No Destination: Daniel Trabue

Daniel Trabue was an early founder of Columbia and constructed the above house in 1823 (it has since been expanded). He served as a trustee for the town, the county sheriff, and justice of the peace. He operated a grist mill and a retail store. To be sure, the story of Columbia is not complete without reference to Trabue. But greater still, the story of Kentucky is incomplete without Trabue.

He was a fourth-generation North American Huguenot born in 1760 in Virginia’s Piedmont region. Trabue was a teenager when he encountered Indians along the Wilderness Road, was present at Daniel Boone’s court-martial following a loss to the Indians at Boonesborough. After serving three years in Kentucky, Trabue returned to Virginia to try his lot at business. It was during this time that he experienced, as a non-soldier, the events leading up to the colonist’s victory at Yorktown. By 1785, he yearned to return his young family to Kentucky and they settled in Fayette County.

In 1788, Trabue signed a petition to divide Fayette County, arguing that he was too far from the county seat of Lexington to be able to readily conduct business, caused an overburdened judicial docket and did not provide adequate representation in the Virginia legislature. The Virginia General Assembly agreed and Woodford County was born. In 1796, Trabue sold his Woodford County home and took his family from the Kentucky River basin to that of the Green River some 45-miles to the southwest in Green County.

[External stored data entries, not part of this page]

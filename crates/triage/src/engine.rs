//! The reasoning engine as the pipeline sees it:
//! `generate(prompt, optional image) -> text`, bounded by a timeout.

use std::sync::Arc;
use std::time::Duration;

use medtriage_config::AppConfig;
use medtriage_core::error::ProviderError;
use medtriage_core::message::{ImageAttachment, Message};
use medtriage_core::provider::{Provider, ProviderRequest};
use medtriage_providers::router;
use tracing::debug;

/// A provider plus the model settings every stage uses.
#[derive(Clone)]
pub struct ReasoningEngine {
    provider: Arc<dyn Provider>,
    model: String,
    temperature: f32,
    max_tokens: Option<u32>,
    timeout: Duration,
}

impl ReasoningEngine {
    pub fn new(provider: Arc<dyn Provider>, model: impl Into<String>) -> Self {
        Self {
            provider,
            model: model.into(),
            temperature: 0.2,
            max_tokens: None,
            timeout: Duration::from_secs(60),
        }
    }

    /// Build the engine for the configured default provider and model.
    pub fn from_config(config: &AppConfig) -> Result<Self, ProviderError> {
        let router = router::build_from_config(config);
        let provider = router.default().ok_or_else(|| {
            ProviderError::NotConfigured(format!(
                "provider '{}' is not registered",
                config.default_provider
            ))
        })?;

        let model = config
            .providers
            .get(&config.default_provider)
            .and_then(|p| p.default_model.clone())
            .unwrap_or_else(|| config.default_model.clone());

        Ok(Self::new(provider, model)
            .with_temperature(config.default_temperature)
            .with_max_tokens(config.default_max_tokens)
            .with_timeout(Duration::from_secs(config.triage.timeout_secs)))
    }

    pub fn with_temperature(mut self, temperature: f32) -> Self {
        self.temperature = temperature;
        self
    }

    pub fn with_max_tokens(mut self, max_tokens: u32) -> Self {
        self.max_tokens = Some(max_tokens);
        self
    }

    pub fn with_timeout(mut self, timeout: Duration) -> Self {
        self.timeout = timeout;
        self
    }

    pub fn provider_name(&self) -> &str {
        self.provider.name()
    }

    pub fn model(&self) -> &str {
        &self.model
    }

    /// Send one prompt (and optionally one image) and return the raw reply.
    pub async fn generate(
        &self,
        prompt: String,
        image: Option<ImageAttachment>,
    ) -> Result<String, ProviderError> {
        let mut message = Message::user(prompt);
        if let Some(image) = image {
            message = message.with_image(image);
        }

        let mut request = ProviderRequest::single(&self.model, message);
        request.temperature = self.temperature;
        request.max_tokens = self.max_tokens;

        debug!(provider = %self.provider.name(), model = %self.model, "Calling reasoning engine");

        let response = tokio::time::timeout(self.timeout, self.provider.complete(request))
            .await
            .map_err(|_| self.timed_out())??;

        if let Some(usage) = &response.usage {
            debug!(
                prompt_tokens = usage.prompt_tokens,
                completion_tokens = usage.completion_tokens,
                "Engine usage"
            );
        }

        Ok(response.message.content)
    }

    /// Whether the provider answers its health check in time.
    pub async fn health_check(&self) -> Result<bool, ProviderError> {
        tokio::time::timeout(self.timeout, self.provider.health_check())
            .await
            .map_err(|_| self.timed_out())?
    }

    fn timed_out(&self) -> ProviderError {
        ProviderError::Timeout(format!(
            "no response within {}s",
            self.timeout.as_secs_f32()
        ))
    }
}
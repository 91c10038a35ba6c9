//! `medtriage history`: print the event log.

use medtriage_core::event::{Event, EventKind};
use medtriage_core::store::select_events;

pub async fn run(kinds: &[EventKind], limit: Option<usize>) -> Result<(), Box<dyn std::error::Error>> {
    let config = super::load_config()?;
    let store = medtriage_store::open_store(&config.store).await?;

    let log = store.all().await?;
    let events = select_events(&log, kinds, limit.unwrap_or(usize::MAX));
    if events.is_empty() {
        println!("   No events recorded.");
        return Ok(());
    }

    for event in &events {
        println!("{}", render(event));
    }
    println!("\n   {} event(s)", events.len());

    Ok(())
}

fn render(event: &Event) -> String {
    let mut line = format!(
        "  #{:<4} {}  {:<14} {}",
        event.id,
        event.timestamp_iso(),
        event.kind().as_str(),
        event.text
    );
    if let Some(triage) = event.triage() {
        line.push_str(&format!(
            "\n         → {} [{}] {}",
            triage.specialist, triage.priority, triage.reason
        ));
    }
    line
}
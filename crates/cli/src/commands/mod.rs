//! Subcommand implementations.

pub mod delete;
pub mod doctor;
pub mod history;
pub mod note;
pub mod onboard;
pub mod report;
pub mod serve;
pub mod triage;

use medtriage_config::AppConfig;
use medtriage_triage::{ReasoningEngine, TriageService};

pub(crate) fn load_config() -> Result<AppConfig, Box<dyn std::error::Error>> {
    Ok(AppConfig::load().map_err(|e| format!("Failed to load config: {e}"))?)
}

/// Open the configured store and reasoning engine as one pipeline.
pub(crate) async fn open_service(
    config: &AppConfig,
) -> Result<TriageService, Box<dyn std::error::Error>> {
    let store = medtriage_store::open_store(&config.store).await?;
    let engine = ReasoningEngine::from_config(config)?;
    Ok(TriageService::new(store, engine, config.triage.clone()))
}
//! Event store implementations for MedTriage.

pub mod file_backend;
pub mod in_memory;

#[cfg(feature = "sqlite")]
pub mod sqlite;

pub use file_backend::FileEventStore;
pub use in_memory::InMemoryEventStore;

#[cfg(feature = "sqlite")]
pub use sqlite::SqliteEventStore;

use std::sync::Arc;

use medtriage_config::{IdPolicy, StoreConfig};
use medtriage_core::error::StoreError;
use medtriage_core::event::{Event, EventId};
use medtriage_core::store::EventStore;

/// Open the backend named in `config.backend`.
pub async fn open_store(config: &StoreConfig) -> Result<Arc<dyn EventStore>, StoreError> {
    let store: Arc<dyn EventStore> = match config.backend.as_str() {
        "file" => Arc::new(FileEventStore::open(config.resolved_path(), config.id_policy)?),
        "memory" => Arc::new(InMemoryEventStore::with_policy(config.id_policy)),
        #[cfg(feature = "sqlite")]
        "sqlite" => {
            Arc::new(SqliteEventStore::open(&config.resolved_path(), config.id_policy).await?)
        }
        other => {
            return Err(StoreError::Storage(format!(
                "store backend '{other}' is not available in this build"
            )));
        }
    };
    tracing::info!(backend = store.name(), "Event store opened");
    Ok(store)
}

/// Pick the id for the next appended event.
///
/// `counter` is the persisted high-water mark used by the monotonic policy;
/// it is ignored under max-plus-one.
pub(crate) fn next_event_id(
    events: &[Event],
    policy: IdPolicy,
    counter: EventId,
) -> Result<EventId, StoreError> {
    let max_plus_one = events
        .iter()
        .map(|e| e.id)
        .max()
        .unwrap_or(0)
        .checked_add(1)
        .ok_or_else(id_space_exhausted)?;
    Ok(match policy {
        IdPolicy::MaxPlusOne => max_plus_one,
        IdPolicy::Monotonic => max_plus_one.max(counter),
    })
}

pub(crate) fn id_space_exhausted() -> StoreError {
    StoreError::Storage("event id space exhausted".into())
}

#[cfg(test)]
mod tests {
    use super::*;
    use medtriage_core::event::EventBody;

    fn note(id: EventId) -> Event {
        Event::new(id, "note", EventBody::HistoryNote)
    }

    #[test]
    fn empty_log_starts_at_one() {
        assert_eq!(next_event_id(&[], IdPolicy::MaxPlusOne, 0).unwrap(), 1);
        assert_eq!(next_event_id(&[], IdPolicy::Monotonic, 0).unwrap(), 1);
    }

    #[test]
    fn max_plus_one_ignores_gaps() {
        let events = vec![note(1), note(7), note(3)];
        assert_eq!(next_event_id(&events, IdPolicy::MaxPlusOne, 42).unwrap(), 8);
    }

    #[test]
    fn largest_id_cannot_be_followed() {
        let events = vec![note(EventId::MAX)];
        for policy in [IdPolicy::MaxPlusOne, IdPolicy::Monotonic] {
            let err = next_event_id(&events, policy, 0).unwrap_err();
            assert!(matches!(err, StoreError::Storage(ref m) if m.contains("exhausted")));
        }
    }

    #[test]
    fn monotonic_honours_counter() {
        let events = vec![note(1), note(2)];
        assert_eq!(next_event_id(&events, IdPolicy::Monotonic, 5).unwrap(), 5);
        assert_eq!(next_event_id(&events, IdPolicy::Monotonic, 0).unwrap(), 3);
    }

    #[tokio::test]
    async fn open_memory_backend() {
        let config = StoreConfig {
            backend: "memory".into(),
            ..StoreConfig::default()
        };
        let store = open_store(&config).await.unwrap();
        assert_eq!(store.name(), "in_memory");
        assert_eq!(store.count().await.unwrap(), 0);
    }

    #[tokio::test]
    async fn open_file_backend_at_configured_path() {
        let dir = tempfile::tempdir().unwrap();
        let config = StoreConfig {
            backend: "file".into(),
            path: Some(dir.path().join("data.json")),
            ..StoreConfig::default()
        };
        let store = open_store(&config).await.unwrap();
        assert_eq!(store.name(), "file");
    }

    #[tokio::test]
    async fn unknown_backend_is_error() {
        let config = StoreConfig {
            backend: "postgres".into(),
            ..StoreConfig::default()
        };
        assert!(open_store(&config).await.is_err());
    }
}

In December 1801, the General Assembly created Adair County. Trabue’s home was one-quarter mile within Adair County and thus his “fortunes were to be tied to those of Adair County.” [cite] It was from here that he went on as an intregal part of the development and growth  of Columbia.
At the age of 67, he wrote a narrative of his life. This narrative later became the origin of “Westward into Kentucky: The Narrative of Daniel Trabue.” (I am putting this book on my Kentucky ‘wish list’). Although narratives are often fraught with historical innacurracy, his accounts still make history all the richer. As was said in the introduction of Westward (the source of much of the above history):

Daniel Trabue had indeed been a pioneer in the land beyond the mountains. As a settler there, he had helped to wrest Kentucky from nature and from the Indian’s tenuous hold and to plant the white man’s culture in Trans-Appalachia. He had done all of this, and of equal importance he had left a rich and meaningful narrative about much of what he observed and did.